BEGIN

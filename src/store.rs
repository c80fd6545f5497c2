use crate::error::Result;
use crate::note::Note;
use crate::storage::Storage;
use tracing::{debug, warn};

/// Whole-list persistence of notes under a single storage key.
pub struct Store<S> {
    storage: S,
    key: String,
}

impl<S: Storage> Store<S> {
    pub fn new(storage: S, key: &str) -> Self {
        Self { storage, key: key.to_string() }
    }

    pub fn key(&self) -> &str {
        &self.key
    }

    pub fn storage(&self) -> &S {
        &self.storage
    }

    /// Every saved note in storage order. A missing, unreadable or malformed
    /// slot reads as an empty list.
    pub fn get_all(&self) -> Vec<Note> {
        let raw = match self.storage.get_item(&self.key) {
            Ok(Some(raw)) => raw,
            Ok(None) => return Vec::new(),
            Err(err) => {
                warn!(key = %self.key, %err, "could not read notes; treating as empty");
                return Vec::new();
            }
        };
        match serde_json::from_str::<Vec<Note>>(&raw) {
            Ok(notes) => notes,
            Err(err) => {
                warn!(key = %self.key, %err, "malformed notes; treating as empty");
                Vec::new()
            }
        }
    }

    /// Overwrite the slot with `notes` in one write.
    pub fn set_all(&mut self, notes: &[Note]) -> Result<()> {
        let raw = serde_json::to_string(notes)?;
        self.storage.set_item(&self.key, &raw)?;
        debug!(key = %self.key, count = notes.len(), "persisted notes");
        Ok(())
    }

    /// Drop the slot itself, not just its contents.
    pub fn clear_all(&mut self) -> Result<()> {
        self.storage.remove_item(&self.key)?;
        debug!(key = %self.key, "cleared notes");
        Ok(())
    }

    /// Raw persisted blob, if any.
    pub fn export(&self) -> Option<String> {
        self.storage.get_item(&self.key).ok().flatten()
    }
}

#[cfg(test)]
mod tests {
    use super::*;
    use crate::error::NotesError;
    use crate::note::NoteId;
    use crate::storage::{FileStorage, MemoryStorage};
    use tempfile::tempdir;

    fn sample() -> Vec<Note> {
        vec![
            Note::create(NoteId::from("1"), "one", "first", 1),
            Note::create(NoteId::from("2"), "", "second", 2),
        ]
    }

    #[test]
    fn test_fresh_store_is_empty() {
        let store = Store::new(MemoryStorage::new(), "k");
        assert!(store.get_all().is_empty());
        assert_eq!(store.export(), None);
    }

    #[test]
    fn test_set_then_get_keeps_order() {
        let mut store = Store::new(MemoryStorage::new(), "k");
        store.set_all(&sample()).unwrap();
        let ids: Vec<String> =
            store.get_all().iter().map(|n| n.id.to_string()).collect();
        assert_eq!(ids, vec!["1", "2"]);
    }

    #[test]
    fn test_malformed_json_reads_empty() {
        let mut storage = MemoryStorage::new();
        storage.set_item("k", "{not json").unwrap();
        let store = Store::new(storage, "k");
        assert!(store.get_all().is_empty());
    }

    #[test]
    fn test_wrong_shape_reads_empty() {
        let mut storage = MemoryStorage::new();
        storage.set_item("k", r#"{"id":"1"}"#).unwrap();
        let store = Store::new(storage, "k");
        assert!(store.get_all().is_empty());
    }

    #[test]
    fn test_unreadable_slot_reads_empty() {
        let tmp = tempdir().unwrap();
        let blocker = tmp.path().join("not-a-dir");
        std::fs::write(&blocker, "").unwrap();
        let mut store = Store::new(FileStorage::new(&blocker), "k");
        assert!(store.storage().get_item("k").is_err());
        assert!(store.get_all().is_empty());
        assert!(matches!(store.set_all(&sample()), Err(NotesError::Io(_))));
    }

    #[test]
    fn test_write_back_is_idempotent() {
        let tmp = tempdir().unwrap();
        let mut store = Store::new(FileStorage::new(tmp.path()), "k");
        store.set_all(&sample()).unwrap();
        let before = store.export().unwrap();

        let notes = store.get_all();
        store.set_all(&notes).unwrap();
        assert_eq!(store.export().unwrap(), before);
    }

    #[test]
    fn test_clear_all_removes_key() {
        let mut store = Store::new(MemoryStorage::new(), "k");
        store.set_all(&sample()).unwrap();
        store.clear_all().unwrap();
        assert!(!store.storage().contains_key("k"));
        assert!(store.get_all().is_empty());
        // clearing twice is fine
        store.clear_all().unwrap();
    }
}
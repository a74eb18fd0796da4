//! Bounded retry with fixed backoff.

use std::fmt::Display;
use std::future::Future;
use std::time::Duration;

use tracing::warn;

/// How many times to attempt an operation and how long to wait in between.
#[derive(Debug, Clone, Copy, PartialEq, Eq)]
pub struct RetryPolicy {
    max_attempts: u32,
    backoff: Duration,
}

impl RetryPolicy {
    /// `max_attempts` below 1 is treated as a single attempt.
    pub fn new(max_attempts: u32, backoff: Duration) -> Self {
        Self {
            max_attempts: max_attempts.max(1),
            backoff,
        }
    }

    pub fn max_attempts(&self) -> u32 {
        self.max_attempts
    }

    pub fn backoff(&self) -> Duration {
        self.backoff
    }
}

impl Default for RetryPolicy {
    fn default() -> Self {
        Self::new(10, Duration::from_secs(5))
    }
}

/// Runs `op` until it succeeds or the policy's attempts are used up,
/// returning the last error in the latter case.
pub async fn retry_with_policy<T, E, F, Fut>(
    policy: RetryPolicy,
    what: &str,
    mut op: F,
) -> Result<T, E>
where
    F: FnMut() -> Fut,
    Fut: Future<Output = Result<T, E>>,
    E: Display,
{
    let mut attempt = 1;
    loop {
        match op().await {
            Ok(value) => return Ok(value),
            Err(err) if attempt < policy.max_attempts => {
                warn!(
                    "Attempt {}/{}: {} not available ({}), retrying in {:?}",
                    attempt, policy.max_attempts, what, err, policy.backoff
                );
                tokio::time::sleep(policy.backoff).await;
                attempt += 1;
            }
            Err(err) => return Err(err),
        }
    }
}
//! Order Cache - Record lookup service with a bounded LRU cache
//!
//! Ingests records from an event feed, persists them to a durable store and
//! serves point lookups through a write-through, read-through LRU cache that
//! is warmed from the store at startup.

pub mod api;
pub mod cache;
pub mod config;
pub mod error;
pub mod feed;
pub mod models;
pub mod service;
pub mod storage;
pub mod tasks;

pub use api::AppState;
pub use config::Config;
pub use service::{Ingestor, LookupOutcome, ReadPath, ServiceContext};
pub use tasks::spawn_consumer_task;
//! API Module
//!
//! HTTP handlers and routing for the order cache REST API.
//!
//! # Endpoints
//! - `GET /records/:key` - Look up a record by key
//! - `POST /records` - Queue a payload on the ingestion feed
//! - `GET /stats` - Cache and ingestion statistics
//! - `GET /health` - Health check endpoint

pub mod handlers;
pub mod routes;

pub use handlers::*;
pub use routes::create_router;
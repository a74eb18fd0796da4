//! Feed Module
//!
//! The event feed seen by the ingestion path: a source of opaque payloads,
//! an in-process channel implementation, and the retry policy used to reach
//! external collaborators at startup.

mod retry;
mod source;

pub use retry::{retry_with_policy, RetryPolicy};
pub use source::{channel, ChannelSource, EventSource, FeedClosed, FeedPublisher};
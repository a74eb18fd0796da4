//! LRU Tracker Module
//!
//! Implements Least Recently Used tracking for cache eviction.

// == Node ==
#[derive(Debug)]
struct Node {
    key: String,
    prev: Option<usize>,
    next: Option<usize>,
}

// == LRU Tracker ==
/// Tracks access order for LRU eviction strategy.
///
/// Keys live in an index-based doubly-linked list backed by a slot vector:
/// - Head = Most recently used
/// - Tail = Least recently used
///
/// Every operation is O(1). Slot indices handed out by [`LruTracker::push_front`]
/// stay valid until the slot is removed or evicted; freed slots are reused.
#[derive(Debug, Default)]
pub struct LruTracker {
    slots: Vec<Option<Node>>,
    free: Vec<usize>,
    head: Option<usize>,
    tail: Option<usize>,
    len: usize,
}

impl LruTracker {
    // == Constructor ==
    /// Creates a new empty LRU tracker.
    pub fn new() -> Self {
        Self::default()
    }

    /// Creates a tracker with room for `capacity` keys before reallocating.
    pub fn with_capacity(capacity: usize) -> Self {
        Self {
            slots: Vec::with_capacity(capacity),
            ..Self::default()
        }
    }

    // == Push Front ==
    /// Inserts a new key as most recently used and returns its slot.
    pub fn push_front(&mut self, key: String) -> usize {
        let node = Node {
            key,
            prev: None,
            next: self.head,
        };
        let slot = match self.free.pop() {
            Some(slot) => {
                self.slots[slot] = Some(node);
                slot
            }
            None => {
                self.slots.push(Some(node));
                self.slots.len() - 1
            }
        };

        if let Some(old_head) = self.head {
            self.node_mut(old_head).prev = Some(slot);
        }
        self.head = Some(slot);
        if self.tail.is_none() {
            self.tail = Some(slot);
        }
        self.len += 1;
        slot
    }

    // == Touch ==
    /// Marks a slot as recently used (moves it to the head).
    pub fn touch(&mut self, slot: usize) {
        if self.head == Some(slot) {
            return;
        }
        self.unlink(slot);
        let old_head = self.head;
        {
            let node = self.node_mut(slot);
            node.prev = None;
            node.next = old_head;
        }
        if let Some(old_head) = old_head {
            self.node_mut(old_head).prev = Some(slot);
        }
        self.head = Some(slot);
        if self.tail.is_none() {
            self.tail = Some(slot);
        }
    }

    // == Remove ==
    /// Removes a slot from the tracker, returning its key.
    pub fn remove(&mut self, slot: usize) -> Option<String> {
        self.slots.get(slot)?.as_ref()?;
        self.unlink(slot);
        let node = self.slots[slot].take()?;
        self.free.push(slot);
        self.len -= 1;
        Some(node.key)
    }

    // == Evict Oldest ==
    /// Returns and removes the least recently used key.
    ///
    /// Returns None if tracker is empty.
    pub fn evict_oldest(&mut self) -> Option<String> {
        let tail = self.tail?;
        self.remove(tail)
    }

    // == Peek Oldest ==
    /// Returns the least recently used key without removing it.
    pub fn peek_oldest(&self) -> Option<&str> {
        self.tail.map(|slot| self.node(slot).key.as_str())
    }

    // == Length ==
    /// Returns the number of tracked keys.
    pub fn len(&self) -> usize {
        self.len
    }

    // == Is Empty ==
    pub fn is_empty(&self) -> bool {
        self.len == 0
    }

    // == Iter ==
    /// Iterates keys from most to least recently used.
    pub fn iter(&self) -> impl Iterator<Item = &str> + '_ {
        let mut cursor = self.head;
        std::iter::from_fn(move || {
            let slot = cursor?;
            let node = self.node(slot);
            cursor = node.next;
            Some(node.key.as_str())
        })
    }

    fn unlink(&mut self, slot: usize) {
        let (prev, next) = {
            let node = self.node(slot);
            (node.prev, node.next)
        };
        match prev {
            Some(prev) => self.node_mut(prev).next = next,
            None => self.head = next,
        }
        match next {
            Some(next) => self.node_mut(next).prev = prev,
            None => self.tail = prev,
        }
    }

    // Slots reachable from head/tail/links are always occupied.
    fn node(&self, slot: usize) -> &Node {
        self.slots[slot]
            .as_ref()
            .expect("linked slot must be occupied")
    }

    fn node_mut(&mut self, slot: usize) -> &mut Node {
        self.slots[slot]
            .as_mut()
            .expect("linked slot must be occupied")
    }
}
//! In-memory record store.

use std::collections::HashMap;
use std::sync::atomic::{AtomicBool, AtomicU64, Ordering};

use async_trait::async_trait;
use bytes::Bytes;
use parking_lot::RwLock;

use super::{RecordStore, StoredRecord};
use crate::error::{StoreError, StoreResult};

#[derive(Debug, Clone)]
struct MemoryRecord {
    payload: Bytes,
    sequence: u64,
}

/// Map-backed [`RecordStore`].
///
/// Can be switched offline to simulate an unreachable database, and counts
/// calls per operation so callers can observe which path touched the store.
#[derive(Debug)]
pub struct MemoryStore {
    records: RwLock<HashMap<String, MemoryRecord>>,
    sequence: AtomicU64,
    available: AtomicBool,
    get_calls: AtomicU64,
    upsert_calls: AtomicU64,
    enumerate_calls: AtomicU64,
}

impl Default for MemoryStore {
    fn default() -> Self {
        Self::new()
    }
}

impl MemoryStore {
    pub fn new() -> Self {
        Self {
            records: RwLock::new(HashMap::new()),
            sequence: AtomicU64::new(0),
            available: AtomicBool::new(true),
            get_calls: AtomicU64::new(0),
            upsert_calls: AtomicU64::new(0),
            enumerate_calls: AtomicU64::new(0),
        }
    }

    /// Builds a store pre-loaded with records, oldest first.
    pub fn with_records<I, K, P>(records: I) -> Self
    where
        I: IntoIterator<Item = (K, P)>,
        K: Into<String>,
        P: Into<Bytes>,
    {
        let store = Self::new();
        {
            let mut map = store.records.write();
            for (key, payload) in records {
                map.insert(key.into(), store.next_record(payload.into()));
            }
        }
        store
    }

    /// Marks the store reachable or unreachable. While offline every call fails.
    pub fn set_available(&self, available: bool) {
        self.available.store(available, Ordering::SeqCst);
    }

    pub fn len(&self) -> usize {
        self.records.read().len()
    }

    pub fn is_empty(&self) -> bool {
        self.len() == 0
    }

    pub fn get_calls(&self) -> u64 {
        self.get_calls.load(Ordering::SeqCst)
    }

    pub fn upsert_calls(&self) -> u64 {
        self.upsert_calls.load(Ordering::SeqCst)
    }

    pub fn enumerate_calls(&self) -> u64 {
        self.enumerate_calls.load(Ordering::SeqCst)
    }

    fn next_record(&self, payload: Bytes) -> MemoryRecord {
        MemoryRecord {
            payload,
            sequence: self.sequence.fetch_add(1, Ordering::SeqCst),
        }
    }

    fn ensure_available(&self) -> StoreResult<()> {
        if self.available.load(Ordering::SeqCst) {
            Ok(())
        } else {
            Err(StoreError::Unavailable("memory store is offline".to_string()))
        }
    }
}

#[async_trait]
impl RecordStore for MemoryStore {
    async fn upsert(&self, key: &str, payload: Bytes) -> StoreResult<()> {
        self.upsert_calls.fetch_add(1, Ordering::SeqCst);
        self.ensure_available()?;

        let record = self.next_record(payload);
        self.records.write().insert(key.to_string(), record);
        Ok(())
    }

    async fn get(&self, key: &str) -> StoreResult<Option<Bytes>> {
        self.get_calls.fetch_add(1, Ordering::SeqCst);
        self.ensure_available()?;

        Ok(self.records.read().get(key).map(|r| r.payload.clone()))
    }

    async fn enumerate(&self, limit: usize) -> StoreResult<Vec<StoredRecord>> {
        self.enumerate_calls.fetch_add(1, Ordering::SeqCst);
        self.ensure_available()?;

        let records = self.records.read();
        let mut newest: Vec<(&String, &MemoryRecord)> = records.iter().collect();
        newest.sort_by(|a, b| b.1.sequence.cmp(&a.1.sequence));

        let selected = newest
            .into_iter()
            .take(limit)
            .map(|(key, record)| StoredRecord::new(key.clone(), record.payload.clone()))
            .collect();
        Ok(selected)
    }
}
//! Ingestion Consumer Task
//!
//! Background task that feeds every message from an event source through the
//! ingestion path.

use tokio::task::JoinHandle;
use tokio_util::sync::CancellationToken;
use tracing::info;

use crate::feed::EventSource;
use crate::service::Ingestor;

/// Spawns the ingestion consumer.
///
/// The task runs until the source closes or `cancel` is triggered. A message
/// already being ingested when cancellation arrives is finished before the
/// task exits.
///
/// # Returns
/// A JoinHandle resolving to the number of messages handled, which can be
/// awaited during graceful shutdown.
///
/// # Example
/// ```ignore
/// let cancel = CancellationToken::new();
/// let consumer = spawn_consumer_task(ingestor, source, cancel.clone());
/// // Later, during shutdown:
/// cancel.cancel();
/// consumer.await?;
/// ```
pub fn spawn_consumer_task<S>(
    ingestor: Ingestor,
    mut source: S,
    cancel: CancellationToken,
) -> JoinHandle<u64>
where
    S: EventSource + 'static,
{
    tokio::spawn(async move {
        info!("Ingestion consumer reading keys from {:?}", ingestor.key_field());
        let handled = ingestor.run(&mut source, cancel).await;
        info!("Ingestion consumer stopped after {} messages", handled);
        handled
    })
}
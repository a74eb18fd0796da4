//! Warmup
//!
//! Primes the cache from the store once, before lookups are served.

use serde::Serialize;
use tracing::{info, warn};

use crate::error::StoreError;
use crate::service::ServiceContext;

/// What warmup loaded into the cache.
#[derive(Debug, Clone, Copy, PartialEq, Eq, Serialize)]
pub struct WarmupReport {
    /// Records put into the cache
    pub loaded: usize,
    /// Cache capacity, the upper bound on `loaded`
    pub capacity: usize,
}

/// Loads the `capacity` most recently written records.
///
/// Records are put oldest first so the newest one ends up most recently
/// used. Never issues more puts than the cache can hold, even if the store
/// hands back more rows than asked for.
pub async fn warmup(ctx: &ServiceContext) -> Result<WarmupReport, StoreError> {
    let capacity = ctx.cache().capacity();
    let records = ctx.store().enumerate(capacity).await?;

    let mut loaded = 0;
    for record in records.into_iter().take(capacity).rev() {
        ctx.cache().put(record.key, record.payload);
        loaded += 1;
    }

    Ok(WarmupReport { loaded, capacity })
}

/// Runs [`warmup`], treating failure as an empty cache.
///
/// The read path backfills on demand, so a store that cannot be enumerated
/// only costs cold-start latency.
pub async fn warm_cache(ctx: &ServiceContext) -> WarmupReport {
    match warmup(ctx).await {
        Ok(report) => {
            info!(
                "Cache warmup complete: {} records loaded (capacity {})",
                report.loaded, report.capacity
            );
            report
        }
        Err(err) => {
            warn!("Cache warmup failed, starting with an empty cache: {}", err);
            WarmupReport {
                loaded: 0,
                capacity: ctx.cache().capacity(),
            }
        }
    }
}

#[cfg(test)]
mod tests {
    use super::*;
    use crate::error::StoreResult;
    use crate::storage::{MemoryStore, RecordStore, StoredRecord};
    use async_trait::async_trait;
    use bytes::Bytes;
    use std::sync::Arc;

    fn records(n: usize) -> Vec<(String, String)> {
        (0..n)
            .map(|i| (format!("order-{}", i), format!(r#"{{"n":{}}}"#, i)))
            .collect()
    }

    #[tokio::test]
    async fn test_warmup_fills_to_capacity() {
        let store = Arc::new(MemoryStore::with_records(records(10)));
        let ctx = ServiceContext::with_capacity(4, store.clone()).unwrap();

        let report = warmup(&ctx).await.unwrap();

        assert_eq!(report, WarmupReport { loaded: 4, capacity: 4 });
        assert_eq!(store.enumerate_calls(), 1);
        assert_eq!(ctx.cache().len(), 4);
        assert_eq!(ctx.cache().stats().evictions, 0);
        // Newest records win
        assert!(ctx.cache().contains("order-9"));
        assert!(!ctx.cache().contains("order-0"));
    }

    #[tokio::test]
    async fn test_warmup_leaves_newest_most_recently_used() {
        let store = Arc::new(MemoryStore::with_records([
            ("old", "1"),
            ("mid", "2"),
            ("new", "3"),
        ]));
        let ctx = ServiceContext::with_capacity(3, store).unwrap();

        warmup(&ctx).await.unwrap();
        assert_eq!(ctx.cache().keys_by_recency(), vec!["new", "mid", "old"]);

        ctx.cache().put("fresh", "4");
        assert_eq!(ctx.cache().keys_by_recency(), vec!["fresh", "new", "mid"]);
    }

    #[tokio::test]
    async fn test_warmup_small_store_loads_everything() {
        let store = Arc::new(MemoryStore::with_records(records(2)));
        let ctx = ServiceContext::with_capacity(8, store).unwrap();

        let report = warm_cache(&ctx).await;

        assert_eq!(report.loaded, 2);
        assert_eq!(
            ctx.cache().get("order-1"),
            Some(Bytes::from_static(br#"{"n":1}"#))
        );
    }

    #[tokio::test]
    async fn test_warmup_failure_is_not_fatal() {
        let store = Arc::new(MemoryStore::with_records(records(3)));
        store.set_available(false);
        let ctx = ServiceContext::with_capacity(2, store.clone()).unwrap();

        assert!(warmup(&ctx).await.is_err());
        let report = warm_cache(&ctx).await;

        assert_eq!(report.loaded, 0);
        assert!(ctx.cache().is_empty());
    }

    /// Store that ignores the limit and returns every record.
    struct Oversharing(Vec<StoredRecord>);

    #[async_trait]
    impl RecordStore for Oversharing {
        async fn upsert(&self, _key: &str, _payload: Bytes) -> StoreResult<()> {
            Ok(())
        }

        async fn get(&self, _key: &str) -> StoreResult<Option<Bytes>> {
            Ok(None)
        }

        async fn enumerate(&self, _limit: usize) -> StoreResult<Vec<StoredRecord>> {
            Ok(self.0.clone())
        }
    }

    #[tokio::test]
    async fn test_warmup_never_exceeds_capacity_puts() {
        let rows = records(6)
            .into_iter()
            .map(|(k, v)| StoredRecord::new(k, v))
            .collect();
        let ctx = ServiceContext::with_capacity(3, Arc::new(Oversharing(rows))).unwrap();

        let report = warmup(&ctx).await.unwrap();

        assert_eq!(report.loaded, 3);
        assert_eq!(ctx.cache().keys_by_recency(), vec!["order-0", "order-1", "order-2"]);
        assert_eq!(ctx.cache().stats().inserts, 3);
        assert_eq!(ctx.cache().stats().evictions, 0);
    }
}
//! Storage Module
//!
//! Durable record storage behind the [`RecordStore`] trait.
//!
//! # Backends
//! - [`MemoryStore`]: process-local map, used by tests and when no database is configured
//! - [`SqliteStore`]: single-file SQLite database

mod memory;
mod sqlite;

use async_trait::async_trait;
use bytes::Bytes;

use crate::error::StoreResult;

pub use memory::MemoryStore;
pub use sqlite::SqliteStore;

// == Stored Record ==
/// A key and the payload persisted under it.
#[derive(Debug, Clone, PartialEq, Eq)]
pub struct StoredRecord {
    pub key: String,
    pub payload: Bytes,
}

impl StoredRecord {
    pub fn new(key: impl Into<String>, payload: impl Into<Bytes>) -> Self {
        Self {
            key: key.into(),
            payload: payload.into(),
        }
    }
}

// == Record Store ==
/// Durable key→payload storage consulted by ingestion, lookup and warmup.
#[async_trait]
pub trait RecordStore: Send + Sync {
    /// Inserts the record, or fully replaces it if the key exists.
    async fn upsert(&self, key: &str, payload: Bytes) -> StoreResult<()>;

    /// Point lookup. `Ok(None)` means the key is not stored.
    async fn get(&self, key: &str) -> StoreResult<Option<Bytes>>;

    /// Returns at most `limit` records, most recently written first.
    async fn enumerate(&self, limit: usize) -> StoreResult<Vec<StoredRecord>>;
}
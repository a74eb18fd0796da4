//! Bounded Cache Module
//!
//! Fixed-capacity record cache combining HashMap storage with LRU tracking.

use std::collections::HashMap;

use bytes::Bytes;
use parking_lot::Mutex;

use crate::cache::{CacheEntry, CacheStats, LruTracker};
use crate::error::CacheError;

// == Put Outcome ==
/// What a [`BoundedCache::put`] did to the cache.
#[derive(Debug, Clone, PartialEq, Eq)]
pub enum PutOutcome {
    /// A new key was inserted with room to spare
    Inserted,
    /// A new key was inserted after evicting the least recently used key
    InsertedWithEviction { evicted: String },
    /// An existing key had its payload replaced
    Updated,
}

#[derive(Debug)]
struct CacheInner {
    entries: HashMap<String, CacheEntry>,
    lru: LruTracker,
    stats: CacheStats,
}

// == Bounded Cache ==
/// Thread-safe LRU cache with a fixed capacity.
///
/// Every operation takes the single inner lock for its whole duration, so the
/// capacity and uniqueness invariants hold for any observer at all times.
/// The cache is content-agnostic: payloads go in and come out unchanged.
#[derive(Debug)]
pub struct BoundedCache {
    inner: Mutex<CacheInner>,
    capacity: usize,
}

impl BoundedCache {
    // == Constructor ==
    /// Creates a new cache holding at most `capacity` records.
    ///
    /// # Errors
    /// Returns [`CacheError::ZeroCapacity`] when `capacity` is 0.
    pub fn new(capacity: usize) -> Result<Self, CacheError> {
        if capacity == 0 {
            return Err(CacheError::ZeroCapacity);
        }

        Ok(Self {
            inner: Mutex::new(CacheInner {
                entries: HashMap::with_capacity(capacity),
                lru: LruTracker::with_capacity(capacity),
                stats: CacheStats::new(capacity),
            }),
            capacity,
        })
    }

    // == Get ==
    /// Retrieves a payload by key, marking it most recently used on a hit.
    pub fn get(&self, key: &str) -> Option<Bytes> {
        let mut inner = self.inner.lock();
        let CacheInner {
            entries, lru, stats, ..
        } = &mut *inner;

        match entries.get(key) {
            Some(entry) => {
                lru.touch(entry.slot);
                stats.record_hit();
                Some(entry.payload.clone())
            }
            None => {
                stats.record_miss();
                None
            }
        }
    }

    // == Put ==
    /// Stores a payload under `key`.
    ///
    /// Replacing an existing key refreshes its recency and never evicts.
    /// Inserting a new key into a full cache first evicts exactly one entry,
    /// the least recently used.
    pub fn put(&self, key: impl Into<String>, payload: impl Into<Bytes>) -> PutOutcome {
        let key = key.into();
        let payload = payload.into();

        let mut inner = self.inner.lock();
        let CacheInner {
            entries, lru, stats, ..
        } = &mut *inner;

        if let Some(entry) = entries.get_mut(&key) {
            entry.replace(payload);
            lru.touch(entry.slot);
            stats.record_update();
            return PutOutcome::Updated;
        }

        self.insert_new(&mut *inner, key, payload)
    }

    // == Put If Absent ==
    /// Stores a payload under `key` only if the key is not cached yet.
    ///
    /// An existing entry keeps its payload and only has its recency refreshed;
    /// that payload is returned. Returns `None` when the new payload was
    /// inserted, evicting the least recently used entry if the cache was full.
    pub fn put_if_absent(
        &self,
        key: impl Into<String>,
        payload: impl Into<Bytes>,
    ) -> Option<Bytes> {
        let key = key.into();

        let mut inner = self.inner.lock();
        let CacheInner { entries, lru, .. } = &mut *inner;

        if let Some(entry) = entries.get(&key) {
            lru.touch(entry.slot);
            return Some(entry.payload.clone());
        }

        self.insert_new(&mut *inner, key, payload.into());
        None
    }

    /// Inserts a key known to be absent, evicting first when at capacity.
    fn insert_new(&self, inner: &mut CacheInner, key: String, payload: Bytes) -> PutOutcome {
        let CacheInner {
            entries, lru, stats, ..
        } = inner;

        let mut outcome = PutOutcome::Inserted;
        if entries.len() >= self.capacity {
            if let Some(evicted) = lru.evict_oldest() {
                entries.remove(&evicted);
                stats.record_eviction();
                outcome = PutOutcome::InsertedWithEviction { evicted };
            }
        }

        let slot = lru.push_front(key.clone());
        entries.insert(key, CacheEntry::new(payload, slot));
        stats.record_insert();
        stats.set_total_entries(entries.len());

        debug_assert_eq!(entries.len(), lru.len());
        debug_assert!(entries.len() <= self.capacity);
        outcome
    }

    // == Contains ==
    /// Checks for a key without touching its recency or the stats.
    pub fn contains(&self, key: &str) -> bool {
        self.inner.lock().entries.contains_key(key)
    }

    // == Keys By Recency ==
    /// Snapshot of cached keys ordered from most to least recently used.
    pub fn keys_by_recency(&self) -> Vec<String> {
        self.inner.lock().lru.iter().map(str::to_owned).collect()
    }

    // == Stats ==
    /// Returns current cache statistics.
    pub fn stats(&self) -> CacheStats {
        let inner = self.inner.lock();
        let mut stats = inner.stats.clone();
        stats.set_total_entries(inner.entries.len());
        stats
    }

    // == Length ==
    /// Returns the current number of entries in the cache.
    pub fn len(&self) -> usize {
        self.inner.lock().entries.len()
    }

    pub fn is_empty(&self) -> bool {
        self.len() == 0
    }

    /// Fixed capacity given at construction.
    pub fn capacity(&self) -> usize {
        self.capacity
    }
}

END

Exact duplication is required for the lines above, from the line that contains "assert!(ctx.cache().is_empty());" to the line that contains "async fn upsert(&self, _key: &str, _payload: Bytes)", inclusive; omit all others.

        assert!(ctx.cache().is_empty());
    }

    /// Store that ignores the limit and returns every record.
    struct Oversharing(Vec<StoredRecord>);

    #[async_trait]
    impl RecordStore for Oversharing {
        async fn upsert(&self, _key: &str, _payload: Bytes) -> StoreResult<()> {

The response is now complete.